*Aim of the exercise*. Among the entries below, one stretch runs from the line that contains "Response body, when" through the line that contains "pub fn from_response(raw: RawResponse)". Repeat that stretch exactly, ends included, and only that.

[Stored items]
■ ■ ■
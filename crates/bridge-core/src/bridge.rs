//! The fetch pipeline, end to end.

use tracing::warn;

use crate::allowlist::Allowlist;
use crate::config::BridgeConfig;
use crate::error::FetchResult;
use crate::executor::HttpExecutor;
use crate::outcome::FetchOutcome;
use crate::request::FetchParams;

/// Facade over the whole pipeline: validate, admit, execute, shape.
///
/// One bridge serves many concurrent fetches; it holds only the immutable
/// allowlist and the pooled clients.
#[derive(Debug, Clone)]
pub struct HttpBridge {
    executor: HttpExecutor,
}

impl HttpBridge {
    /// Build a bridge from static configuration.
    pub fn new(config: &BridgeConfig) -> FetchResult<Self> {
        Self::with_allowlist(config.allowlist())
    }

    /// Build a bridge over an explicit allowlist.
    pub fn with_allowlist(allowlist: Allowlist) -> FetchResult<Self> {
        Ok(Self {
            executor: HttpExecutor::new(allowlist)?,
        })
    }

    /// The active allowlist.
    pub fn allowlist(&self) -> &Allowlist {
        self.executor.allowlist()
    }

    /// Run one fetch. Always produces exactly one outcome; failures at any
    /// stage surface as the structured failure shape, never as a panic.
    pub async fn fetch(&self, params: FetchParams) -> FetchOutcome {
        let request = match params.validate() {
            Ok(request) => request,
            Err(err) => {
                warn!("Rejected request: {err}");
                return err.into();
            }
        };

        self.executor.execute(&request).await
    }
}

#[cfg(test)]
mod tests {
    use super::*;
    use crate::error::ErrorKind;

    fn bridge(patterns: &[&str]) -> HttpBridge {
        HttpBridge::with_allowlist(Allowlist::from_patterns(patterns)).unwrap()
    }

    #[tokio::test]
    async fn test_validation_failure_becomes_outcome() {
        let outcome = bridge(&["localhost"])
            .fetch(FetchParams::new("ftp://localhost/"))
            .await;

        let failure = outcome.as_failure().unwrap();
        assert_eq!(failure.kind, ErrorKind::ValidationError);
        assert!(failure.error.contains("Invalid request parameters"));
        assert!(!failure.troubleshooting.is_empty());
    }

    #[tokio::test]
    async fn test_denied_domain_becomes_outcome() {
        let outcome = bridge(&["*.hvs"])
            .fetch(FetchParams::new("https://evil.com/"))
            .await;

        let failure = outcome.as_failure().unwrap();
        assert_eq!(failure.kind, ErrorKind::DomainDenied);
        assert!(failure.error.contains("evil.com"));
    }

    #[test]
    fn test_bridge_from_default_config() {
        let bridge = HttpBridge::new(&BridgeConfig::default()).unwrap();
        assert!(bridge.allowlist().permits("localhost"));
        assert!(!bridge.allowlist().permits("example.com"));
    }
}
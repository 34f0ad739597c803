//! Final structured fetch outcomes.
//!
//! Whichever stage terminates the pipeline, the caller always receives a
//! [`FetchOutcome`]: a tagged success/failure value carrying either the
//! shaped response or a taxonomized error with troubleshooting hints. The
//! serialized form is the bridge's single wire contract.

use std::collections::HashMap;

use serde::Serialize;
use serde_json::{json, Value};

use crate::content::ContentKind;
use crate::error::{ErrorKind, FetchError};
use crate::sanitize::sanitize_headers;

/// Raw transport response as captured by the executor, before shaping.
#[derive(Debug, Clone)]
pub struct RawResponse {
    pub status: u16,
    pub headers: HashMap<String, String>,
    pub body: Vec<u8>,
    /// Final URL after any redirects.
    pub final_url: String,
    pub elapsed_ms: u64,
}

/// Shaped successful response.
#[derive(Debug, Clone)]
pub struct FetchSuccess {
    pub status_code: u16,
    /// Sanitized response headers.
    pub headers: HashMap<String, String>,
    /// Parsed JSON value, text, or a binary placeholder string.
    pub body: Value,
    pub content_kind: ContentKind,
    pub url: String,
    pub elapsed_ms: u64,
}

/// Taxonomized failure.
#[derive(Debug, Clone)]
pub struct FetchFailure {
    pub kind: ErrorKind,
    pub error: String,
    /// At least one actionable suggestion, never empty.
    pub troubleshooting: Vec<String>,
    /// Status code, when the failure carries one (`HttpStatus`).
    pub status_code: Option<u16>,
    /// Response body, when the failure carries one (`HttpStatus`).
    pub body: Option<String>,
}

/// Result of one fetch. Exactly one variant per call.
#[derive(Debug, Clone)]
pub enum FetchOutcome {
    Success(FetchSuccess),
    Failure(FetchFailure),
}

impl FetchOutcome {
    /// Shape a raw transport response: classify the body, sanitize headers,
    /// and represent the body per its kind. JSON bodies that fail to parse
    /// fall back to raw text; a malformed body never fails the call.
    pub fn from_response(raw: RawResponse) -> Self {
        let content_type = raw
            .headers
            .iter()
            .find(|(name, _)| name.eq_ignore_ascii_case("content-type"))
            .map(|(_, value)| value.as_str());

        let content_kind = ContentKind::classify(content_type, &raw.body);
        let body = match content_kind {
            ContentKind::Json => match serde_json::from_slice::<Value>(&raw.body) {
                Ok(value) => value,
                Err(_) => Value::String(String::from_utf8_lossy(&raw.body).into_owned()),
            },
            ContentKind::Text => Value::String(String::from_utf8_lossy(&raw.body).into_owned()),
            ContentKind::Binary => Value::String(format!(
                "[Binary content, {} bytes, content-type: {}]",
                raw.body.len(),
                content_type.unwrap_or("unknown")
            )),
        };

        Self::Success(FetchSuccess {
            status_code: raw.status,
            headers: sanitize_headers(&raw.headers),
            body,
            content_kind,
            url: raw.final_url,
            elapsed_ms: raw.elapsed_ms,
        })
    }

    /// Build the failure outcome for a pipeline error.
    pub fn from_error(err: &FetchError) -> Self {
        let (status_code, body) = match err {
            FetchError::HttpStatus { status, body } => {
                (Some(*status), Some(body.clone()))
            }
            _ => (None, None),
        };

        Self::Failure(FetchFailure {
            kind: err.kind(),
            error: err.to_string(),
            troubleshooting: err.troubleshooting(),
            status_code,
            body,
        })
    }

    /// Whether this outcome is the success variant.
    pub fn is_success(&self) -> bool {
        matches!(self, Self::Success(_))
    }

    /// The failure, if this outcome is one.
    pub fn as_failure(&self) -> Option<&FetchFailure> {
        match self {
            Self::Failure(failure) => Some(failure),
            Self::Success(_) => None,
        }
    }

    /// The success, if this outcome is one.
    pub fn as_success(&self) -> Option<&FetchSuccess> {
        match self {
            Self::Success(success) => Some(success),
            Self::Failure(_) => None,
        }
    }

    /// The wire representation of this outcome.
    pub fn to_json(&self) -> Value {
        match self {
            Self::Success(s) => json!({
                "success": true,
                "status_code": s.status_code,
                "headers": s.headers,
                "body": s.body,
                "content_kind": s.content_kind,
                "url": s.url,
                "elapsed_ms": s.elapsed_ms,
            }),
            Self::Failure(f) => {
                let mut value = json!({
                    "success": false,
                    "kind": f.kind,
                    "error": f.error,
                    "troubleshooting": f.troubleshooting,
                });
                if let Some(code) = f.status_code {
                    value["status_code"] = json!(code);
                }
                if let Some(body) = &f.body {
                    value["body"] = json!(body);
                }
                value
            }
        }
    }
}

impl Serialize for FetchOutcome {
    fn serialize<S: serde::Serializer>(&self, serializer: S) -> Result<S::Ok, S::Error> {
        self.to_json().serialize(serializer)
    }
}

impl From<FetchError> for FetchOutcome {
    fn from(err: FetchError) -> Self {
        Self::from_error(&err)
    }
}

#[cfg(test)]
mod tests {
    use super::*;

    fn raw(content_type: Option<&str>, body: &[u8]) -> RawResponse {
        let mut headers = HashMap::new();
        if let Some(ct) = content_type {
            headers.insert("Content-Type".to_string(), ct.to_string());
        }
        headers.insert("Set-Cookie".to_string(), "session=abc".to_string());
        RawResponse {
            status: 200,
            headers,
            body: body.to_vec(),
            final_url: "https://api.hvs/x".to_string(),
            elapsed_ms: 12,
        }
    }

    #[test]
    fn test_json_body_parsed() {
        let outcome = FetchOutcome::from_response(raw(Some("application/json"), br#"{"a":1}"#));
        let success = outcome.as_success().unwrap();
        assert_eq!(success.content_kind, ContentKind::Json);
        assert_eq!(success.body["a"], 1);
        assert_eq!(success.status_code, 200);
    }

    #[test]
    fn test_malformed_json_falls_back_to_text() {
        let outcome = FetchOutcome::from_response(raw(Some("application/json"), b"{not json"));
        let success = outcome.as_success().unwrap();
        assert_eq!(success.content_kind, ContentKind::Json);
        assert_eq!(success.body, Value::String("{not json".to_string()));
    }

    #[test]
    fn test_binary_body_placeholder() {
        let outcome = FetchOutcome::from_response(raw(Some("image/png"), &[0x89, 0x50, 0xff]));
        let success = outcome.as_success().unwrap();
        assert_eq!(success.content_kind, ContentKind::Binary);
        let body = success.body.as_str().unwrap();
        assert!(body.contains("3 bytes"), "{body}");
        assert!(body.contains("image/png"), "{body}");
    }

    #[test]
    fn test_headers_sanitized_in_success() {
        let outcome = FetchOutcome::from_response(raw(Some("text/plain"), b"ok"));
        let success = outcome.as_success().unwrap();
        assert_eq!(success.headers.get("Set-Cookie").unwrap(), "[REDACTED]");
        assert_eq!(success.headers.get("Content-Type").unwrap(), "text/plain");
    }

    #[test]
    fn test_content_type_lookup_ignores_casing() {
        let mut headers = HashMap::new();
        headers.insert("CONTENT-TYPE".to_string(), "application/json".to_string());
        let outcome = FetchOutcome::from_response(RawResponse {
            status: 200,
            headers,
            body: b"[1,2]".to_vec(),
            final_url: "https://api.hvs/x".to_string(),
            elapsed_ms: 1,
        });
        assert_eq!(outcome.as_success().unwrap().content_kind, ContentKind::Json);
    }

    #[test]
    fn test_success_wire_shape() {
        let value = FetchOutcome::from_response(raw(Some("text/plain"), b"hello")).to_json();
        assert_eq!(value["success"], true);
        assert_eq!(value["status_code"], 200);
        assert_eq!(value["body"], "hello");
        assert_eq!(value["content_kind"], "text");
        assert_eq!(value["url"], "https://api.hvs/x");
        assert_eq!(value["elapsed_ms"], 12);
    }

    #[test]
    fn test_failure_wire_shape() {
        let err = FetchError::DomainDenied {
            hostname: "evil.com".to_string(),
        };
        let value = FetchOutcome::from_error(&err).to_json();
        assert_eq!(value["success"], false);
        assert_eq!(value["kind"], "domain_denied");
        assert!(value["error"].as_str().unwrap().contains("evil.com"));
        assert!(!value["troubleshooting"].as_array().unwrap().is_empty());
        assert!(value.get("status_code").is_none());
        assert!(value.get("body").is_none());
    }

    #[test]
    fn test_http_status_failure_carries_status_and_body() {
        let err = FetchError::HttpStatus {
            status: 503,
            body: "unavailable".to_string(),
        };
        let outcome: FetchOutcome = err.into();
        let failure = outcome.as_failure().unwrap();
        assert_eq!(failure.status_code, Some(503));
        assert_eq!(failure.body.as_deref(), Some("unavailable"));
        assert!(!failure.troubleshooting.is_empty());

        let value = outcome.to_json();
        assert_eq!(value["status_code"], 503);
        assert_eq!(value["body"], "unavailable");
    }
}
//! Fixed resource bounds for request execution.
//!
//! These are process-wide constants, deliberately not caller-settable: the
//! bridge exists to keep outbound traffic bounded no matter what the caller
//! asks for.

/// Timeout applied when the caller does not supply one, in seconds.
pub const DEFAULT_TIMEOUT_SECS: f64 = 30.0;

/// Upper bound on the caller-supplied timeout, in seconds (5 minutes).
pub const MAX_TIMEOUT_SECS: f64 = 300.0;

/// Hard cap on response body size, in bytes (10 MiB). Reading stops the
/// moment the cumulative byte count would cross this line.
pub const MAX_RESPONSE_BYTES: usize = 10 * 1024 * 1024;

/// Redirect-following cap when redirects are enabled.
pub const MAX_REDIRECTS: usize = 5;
■ ■ ■
*Response area*.
    /// Response body, when the failure carries one (`HttpStatus`).
    pub body: Option<String>,
}

/// Result of one fetch. Exactly one variant per call.
#[derive(Debug, Clone)]
pub enum FetchOutcome {
    Success(FetchSuccess),
    Failure(FetchFailure),
}

impl FetchOutcome {
    /// Shape a raw transport response: classify the body, sanitize headers,
    /// and represent the body per its kind. JSON bodies that fail to parse
    /// fall back to raw text; a malformed body never fails the call.
    pub fn from_response(raw: RawResponse) -> Self {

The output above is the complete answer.